Dr. Hans Haber, Dr. Wernher von Braun, and Willy Ley

Call them the Usual Suspects. Before they got to the Moon, they conquered every form of media, culminating with the biggest prize of all. The 1954-55 television season saw the launch of Disneyland, a program explicitly designed to propagandize for Disney’s theme park of the same name. It ran on ABC, and the network also helped bankroll the park’s development. Each episode was tied in to one of the park’s section, like Frontierland or Adventureland. Tomorrowland was a problem. Not until the 20th and last episode of the first season, airing March 9, 1955 and titled “Man in Space,” did Disney present a Tomorrowland episode. It was replete with a cartoon history of rockets and interviews with… Ley, Haber, and von Braun. Forty million people watched and the cartoon was nominated for an Academy Award for Best Short.

In the meantime, Jerry Mason (1913-1991), editor of Argosy magazine (and of two issues of the pulp Adventure, following Ejler Jakobsson, who would later pop up as editor of Galaxy Science Fiction: the magazine world was a small village inside New York City), had founded Maco Magazine Corporation in 1953. Rather than issuing titles on a regular monthly basis, Maco put out single-topic publications in a small magazine (or perhaps large digest) format, which allowed them to be heavily illustrated with pictures and drawings at a lower cost. Mason’s greatest coup in the four years he headed Maco was being selected to publish a one-dollar magazine edition of The Family of Man, subtitled “The greatest photographic exhibition of all time – 503 pictures from 68 countries – created by Edward Steichen for the Museum of Modern Art,” with a Prologue by Carl Sandburg, naturally followed up by The Family of Women.

Surrounding that peak were the bread-and-butter titles like The Complete Book of Gardening and Lawn Care, The Complete Book of Cats, The Complete Book of Fishing Tackle, The Complete Book of Horses, The Complete Book of House Plants, and Jim Beard’s Complete Cookbook for Entertaining, essentially a compendia of 1950s obsessions and stereotypes, especially when his Marilyn Monroe Pin-ups is included. Her body funded Mason’s publishing empire just as it did for Hugh Hefner’s contemporary Playboy magazine.

Though it’s hard to believe that the RoI was as great, Mason exploited the Usual Suspects for The Complete Book of Outer Space, reprinting the series of lectures they had done for the Second Symposium on Space Flight at Hayden Planetarium, October 13, 1952. To bulk out the issue, a few other presumably sellable names like Dr. Leslie R. Shephard, Technical Director of the British Interplanetary Society, Dr. Donald H. Menzel, Director of the Harvard College Observatory, and Hugo Gernsback himself were added.

Gernsback, the self-proclaimed Father of Science Fiction, was only 27 years removed from launching Amazing Stories, the first true pulp sf mag.

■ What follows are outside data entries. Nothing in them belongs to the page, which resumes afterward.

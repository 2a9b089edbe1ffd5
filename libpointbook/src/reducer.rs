//! Pure reducer function for state transitions
//!
//! The reducer is a pure function: `(State, Action) -> State`.
//!
//! It has NO side effects. Persistence, timers and logging all live in the
//! store controller. The reducer is also total: it never fails, and actions
//! that reference a missing bet or cart item leave state unchanged.

use serde::{Deserialize, Serialize};

use crate::actions::Action;
use crate::state::AppState;
use crate::types::{BetOutcome, BetStatus};

/// What happens when a debit would take the balance below zero
#[derive(Debug, Clone, Copy, PartialEq, Eq, Default, Serialize, Deserialize)]
pub enum BalancePolicy {
    /// Let the balance go negative
    #[default]
    #[serde(rename = "allow")]
    AllowNegative,

    /// Stop debits at zero
    #[serde(rename = "clamp")]
    ClampAtZero,
}

impl BalancePolicy {
    fn debit(self, balance: i64, amount: i64) -> i64 {
        let next = balance.saturating_sub(amount);
        match self {
            BalancePolicy::AllowNegative => next,
            BalancePolicy::ClampAtZero => next.max(0),
        }
    }
}

/// Apply `action` to `state` with the default (allow-negative) policy
pub fn reduce(state: AppState, action: Action) -> AppState {
    reduce_with(state, action, BalancePolicy::default())
}

/// Apply `action` to `state`
///
/// `policy` governs the debits done by `SubtractPoints` and `PlaceBet`.
pub fn reduce_with(state: AppState, action: Action, policy: BalancePolicy) -> AppState {
    match action {
        // === Points ===
        Action::SetPoints(points) => AppState {
            user_points: points,
            ..state
        },

        Action::AddPoints(points) => AppState {
            user_points: state.user_points.saturating_add(points),
            ..state
        },

        Action::SubtractPoints(points) => AppState {
            user_points: policy.debit(state.user_points, points),
            ..state
        },

        // === Bets ===
        Action::AddBet(bet) => {
            if state.has_bet_id(bet.id) {
                return state;
            }
            let mut user_bets = state.user_bets;
            user_bets.push(bet);
            AppState { user_bets, ..state }
        }

        Action::PlaceBet(bet) => {
            if state.has_bet_id(bet.id) {
                return state;
            }
            let user_points = policy.debit(state.user_points, bet.amount);
            let mut user_bets = state.user_bets;
            user_bets.push(bet);
            AppState {
                user_points,
                user_bets,
                ..state
            }
        }

        Action::RemoveBet(id) => {
            if state.find_active_bet(id).is_none() {
                return state;
            }
            let mut user_bets = state.user_bets;
            user_bets.retain(|b| b.id != id);
            AppState { user_bets, ..state }
        }

        Action::CompleteBet { bet_id, result } => {
            let Some(pos) = state.user_bets.iter().position(|b| b.id == bet_id) else {
                return state;
            };

            let mut user_bets = state.user_bets;
            let bet = user_bets.remove(pos);
            let credit = match result.status {
                BetOutcome::Won => result.winnings,
                BetOutcome::Lost => 0,
            };
            let completed = bet.complete(result);
            debug_assert!(completed.status != BetStatus::Active);

            let mut completed_bets = state.completed_bets;
            completed_bets.push(completed);

            AppState {
                user_points: state.user_points.saturating_add(credit),
                user_bets,
                completed_bets,
                ..state
            }
        }

        // === Raffle ===
        Action::AddRaffleEntry => AppState {
            raffle_entries: state.raffle_entries.saturating_add(1),
            ..state
        },

        // === Cart ===
        Action::AddToCart(item) => {
            if state.cart.iter().any(|i| i.id == item.id) {
                return state;
            }
            let mut cart = state.cart;
            cart.push(item);
            AppState { cart, ..state }
        }

        Action::RemoveFromCart(id) => {
            if !state.cart.iter().any(|i| i.id == id) {
                return state;
            }
            let mut cart = state.cart;
            cart.retain(|i| i.id != id);
            AppState { cart, ..state }
        }

        Action::ClearCart => AppState {
            cart: Vec::new(),
            ..state
        },

        Action::UpdateShipping(info) => AppState {
            shipping_info: info,
            ..state
        },

        // === Whole-state ===
        Action::LoadState(patch) | Action::SetState(patch) => patch.apply(state),

        Action::SetLoading(is_loading) => AppState { is_loading, ..state },

        Action::Unknown => state,
    }
}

In 1953 he tried another new magazine, Science-Fiction Plus, subtitled “preview of the future.” The field had changed almost beyond recognition since the 1920s, a fact he abhorred. He said in his first issue that he wanted to bring back his ideal of the “truly, scientific, prophetic Science-Fiction with the full accent on SCIENCE. … [not] the fairy-tale brand, the weird or fantastic type of what mistakenly masquerades under the name of Science-Fiction today.” [typography as in original] Science-Fiction Plus was born and died in 1953, probably because, as in Amazing Stories, Gernsback printed articles on science, including the ones by Shepherd and Menzel, and fiction that closely approximated articles. However poor the fiction, the articles were cutting-edge science for a 1953 publication. Gernsback gets another credit in Complete “for much of the artwork” that surrounded the pictures of real-life rockets and missiles provided by the U.S. Department of Defense.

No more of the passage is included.